Member of the Queensland Legislative Assembly for Buranda
- In office 3 August 1957 – 28 May 1960
- Preceded by: Dick Brown
- Succeeded by: Seat abolished

Member of the Queensland Legislative Assembly for Greenslopes
- In office 28 May 1960 – 23 August 1977
- Preceded by: New seat
- Succeeded by: Bill Hewitt

Personal details
- Born: Keith William Hooper 21 August 1919 Boonah, Queensland, Australia
- Died: 23 August 1977 (aged 58) Townsville, Queensland, Australia
- Party: Liberal Party
- Spouse: Betty Florence Ball (m.1947)
- Occupation: Carpenter, builder

= Keith Hooper =

Australian politician and carpenter (1919-1977)

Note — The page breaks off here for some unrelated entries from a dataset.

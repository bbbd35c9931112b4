//! Interpretation of BOLT #11 invoices for display in a note.
//!
//! Structural parsing lives behind [`InvoiceDecoder`]; this module only turns
//! the decoded sections into an [`InvoiceSummary`] and formats it.

pub mod decoder;
pub mod format;
pub mod summary;

pub use decoder::{Bolt11Decoder, DecodeError, DecodedInvoice, InvoiceDecoder, Section, SectionValue};
pub use summary::{derive, derive_or_empty, now_unix, InvoiceSummary};
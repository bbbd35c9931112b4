//! Paying an invoice from the card: the wallet capability seam and the
//! state machine driving the pay button.

pub mod capability;
pub mod flow;
#[cfg(feature = "hydrate")]
pub mod webln;

pub use capability::{detect_capability, ensure_enabled, PaymentCapability, PaymentError};
pub use flow::{submit, Initiation, PaymentFlow, PaymentState};
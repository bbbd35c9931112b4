use std::path::Path;
use std::sync::Arc;

use crate::app::{shell, App};
use crate::dto::FeedNote;
use crate::errors::{AppError, Result as AppResult};
use crate::server::AppState;

use axum::Router;
use leptos::prelude::*;
use leptos_axum::{generate_route_list, LeptosRoutes};

/// Application configuration loaded from environment variables
#[derive(Debug, Clone)]
pub struct Config {
    /// JSON file holding the notes to serve
    pub feed_path: Option<String>,
}

impl Config {
    pub fn from_env() -> AppResult<Self> {
        dotenvy::dotenv().ok();

        Ok(Config {
            feed_path: read_optional_env("FEED_PATH")?,
        })
    }
}

fn read_optional_env(name: &str) -> AppResult<Option<String>> {
    match std::env::var(name) {
        Ok(value) => {
            let trimmed = value.trim().to_string();
            if trimmed.is_empty() {
                Err(AppError::EmptyEnv(name.to_string()))
            } else {
                Ok(Some(trimmed))
            }
        }
        Err(std::env::VarError::NotPresent) => Ok(None),
        Err(std::env::VarError::NotUnicode(_)) => Err(AppError::InvalidEnv(name.to_string())),
    }
}

/// Load the feed named by the configuration. No feed configured means an
/// empty feed.
pub fn load_feed(config: &Config) -> AppResult<Vec<FeedNote>> {
    let Some(path) = config.feed_path.as_deref() else {
        tracing::warn!("FEED_PATH not set, serving an empty feed");
        return Ok(Vec::new());
    };

    let notes = read_feed(Path::new(path))?;
    tracing::info!(path, notes = notes.len(), "Loaded feed");
    Ok(notes)
}

fn read_feed(path: &Path) -> AppResult<Vec<FeedNote>> {
    let display = path.display().to_string();

    let raw = std::fs::read_to_string(path).map_err(|source| AppError::FeedRead {
        path: display.clone(),
        source,
    })?;

    serde_json::from_str(&raw).map_err(|source| AppError::FeedParse {
        path: display,
        source,
    })
}

/// Build the full Axum router (Leptos SSR + server functions)
pub fn build_router(feed: Vec<FeedNote>, leptos_options: LeptosOptions) -> Router {
    let routes = generate_route_list(App);
    let app_state = AppState {
        feed: Arc::new(feed),
    };

    Router::new()
        .leptos_routes_with_context(
            &leptos_options,
            routes,
            move || provide_context(app_state.clone()),
            {
                let leptos_options = leptos_options.clone();
                move || shell(leptos_options.clone())
            },
        )
        .fallback(leptos_axum::file_and_error_handler::<LeptosOptions, _>(
            shell,
        ))
        .with_state(leptos_options)
}
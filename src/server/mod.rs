// Server functions module is always available (contains #[server] macros)
pub mod functions;

#[cfg(feature = "ssr")]
pub use functions::AppState;
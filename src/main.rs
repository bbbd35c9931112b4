#![recursion_limit = "512"]

#[cfg(feature = "ssr")]
#[tokio::main]
async fn main() -> noteinvoice::errors::Result<()> {
    use leptos::prelude::*;
    use noteinvoice::errors::AppError;
    use noteinvoice::initialize::{build_router, load_feed, Config};
    use tracing_subscriber::EnvFilter;

    tracing_subscriber::fmt()
        .with_env_filter(
            EnvFilter::try_from_default_env().unwrap_or_else(|_| "noteinvoice=info".into()),
        )
        .init();

    // Load configuration
    let config = Config::from_env()?;
    let feed = load_feed(&config)?;

    // Get Leptos configuration
    let leptos_options = get_configuration(None)
        .map_err(|e| AppError::Server(format!("Failed to load Leptos configuration: {e}")))?
        .leptos_options;

    let addr = leptos_options.site_addr;

    // Build the application router
    let app = build_router(feed, leptos_options);

    // Start server
    let listener = tokio::net::TcpListener::bind(&addr).await?;

    tracing::info!("Server listening on http://{addr}");

    axum::serve(listener, app.into_make_service()).await?;

    Ok(())
}

#[cfg(not(feature = "ssr"))]
pub fn main() {
    // client-only builds are mounted through `hydrate()` in lib.rs
}
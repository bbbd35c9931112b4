use leptos::prelude::*;
use leptos_meta::*;

use crate::components::*;

/// SSR shell: provides the full HTML document structure for server-side rendering.
/// This is called by `leptos_routes_with_context` in initialize.rs.
#[cfg(feature = "ssr")]
pub fn shell(options: LeptosOptions) -> impl IntoView {
    view! {
        <!DOCTYPE html>
        <html lang="en">
            <head>
                <meta charset="utf-8"/>
                <meta name="viewport" content="width=device-width, initial-scale=1"/>
                <AutoReload options=options.clone() />
                <HydrationScripts options/>
                <MetaTags/>
            </head>
            <body>
                <App/>
            </body>
        </html>
    }
}

#[component]
pub fn App() -> impl IntoView {
    provide_meta_context();

    view! {
        <Stylesheet id="leptos" href="/pkg/noteinvoice.css"/>
        <Title text="Notes"/>
        <div class="container">
            <header class="app-header">
                <h1>"Notes"</h1>
            </header>

            <main class="app-main">
                <Feed/>
            </main>
        </div>
    }
}
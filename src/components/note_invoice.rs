use leptos::prelude::*;

use crate::components::PayInvoiceDialog;
use crate::invoice::format::amount_label;
use crate::invoice::{derive_or_empty, now_unix, Bolt11Decoder};
use crate::payment::{detect_capability, ensure_enabled, submit, Initiation, PaymentFlow};

/// Lightning invoice card shown inline in a note.
#[component]
pub fn NoteInvoice(
    /// Raw BOLT #11 invoice
    #[prop(into)]
    invoice: Signal<String>,
) -> impl IntoView {
    // Derived once per invoice string; expiry is not re-checked on a timer.
    let summary = Memo::new(move |_| derive_or_empty(&Bolt11Decoder, &invoice.get(), now_unix()));
    let flow = RwSignal::new(PaymentFlow::new());

    // Effects only run in the browser, where the wallet lives.
    Effect::new(move |_| {
        if let Some(capability) = detect_capability() {
            leptos::task::spawn_local(async move {
                ensure_enabled(&*capability).await;
            });
        }
    });

    let is_expired = move || summary.with(|s| s.is_expired);
    let is_paid = move || flow.with(PaymentFlow::is_paid);
    let in_flight = move || flow.with(PaymentFlow::is_in_flight);

    let pay_invoice = move |ev: leptos::ev::MouseEvent| {
        ev.stop_propagation();

        let capability = detect_capability();
        let enabled = capability.as_ref().is_some_and(|c| c.enabled());
        let expired = summary.with_untracked(|s| s.is_expired);

        let initiation = flow.try_update(|f| f.begin(expired, enabled));
        if initiation != Some(Initiation::Submit) {
            return;
        }

        let invoice = invoice.get_untracked();
        leptos::task::spawn_local(async move {
            let outcome = submit(capability.as_deref(), &invoice).await;
            flow.update(|f| f.finish(outcome));
        });
    };

    let close_dialog = Callback::new(move |_| flow.update(PaymentFlow::close_dialog));

    let card_class = move || {
        let mut class = String::from("note-invoice flex");
        if is_expired() {
            class.push_str(" expired");
        }
        if is_paid() {
            class.push_str(" paid");
        }
        class
    };

    view! {
        <div class=card_class>
            <div class="invoice-header">
                <h4>"Lightning Invoice"</h4>
                <ZapCircle />
                <PayInvoiceDialog
                    title="Pay Invoice"
                    invoice=invoice
                    expires_at=Signal::derive(move || summary.with(|s| s.expires_at))
                    show=Signal::derive(move || flow.with(PaymentFlow::is_dialog_open))
                    on_close=close_dialog
                />
            </div>

            <p class="invoice-amount">
                {move || {
                    amount_label(summary.with(|s| s.amount_msats))
                        .map(|label| {
                            view! {
                                {label.value}
                                " "
                                <span class="sats">{label.unit}</span>
                            }
                        })
                }}
            </p>

            <div class="invoice-body">
                {move || summary.with(|s| s.description.clone()).map(|d| view! { <p>{d}</p> })}
                {move || {
                    if is_paid() {
                        view! { <div class="paid">"Paid"</div> }.into_any()
                    } else {
                        view! {
                            <button
                                type="button"
                                disabled=move || is_expired() || in_flight()
                                on:click=pay_invoice
                            >
                                {move || {
                                    if is_expired() {
                                        "Expired"
                                    } else if in_flight() {
                                        "Paying..."
                                    } else {
                                        "Pay"
                                    }
                                }}
                            </button>
                        }
                            .into_any()
                    }
                }}
            </div>
        </div>
    }
}

#[component]
fn ZapCircle() -> impl IntoView {
    view! {
        <svg class="zap-circle" width="32" height="32" viewBox="0 0 32 32" fill="none">
            <circle cx="16" cy="16" r="15" stroke="currentColor" stroke-width="2" />
            <path d="M17.5 6L9 18h6l-1.5 8L22 14h-6l1.5-8z" fill="currentColor" />
        </svg>
    }
}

Keith William Hooper (21 August 1919 – 23 August 1977) was an Australian politician and carpenter who served as a member of the Queensland Legislative Assembly.

==Early days==
Keith Hooper was born at Boonah, Queensland, to William Hooper and his wife Ada Ellen (née Moore) and was educated at Boonah, Maroochydore, and Brisbane state schools. He began work in retail before joining the A.I.F. in 1940 where he served with the 2/10 Field Regiment attached to the ill-fated Eighth Division in WWII.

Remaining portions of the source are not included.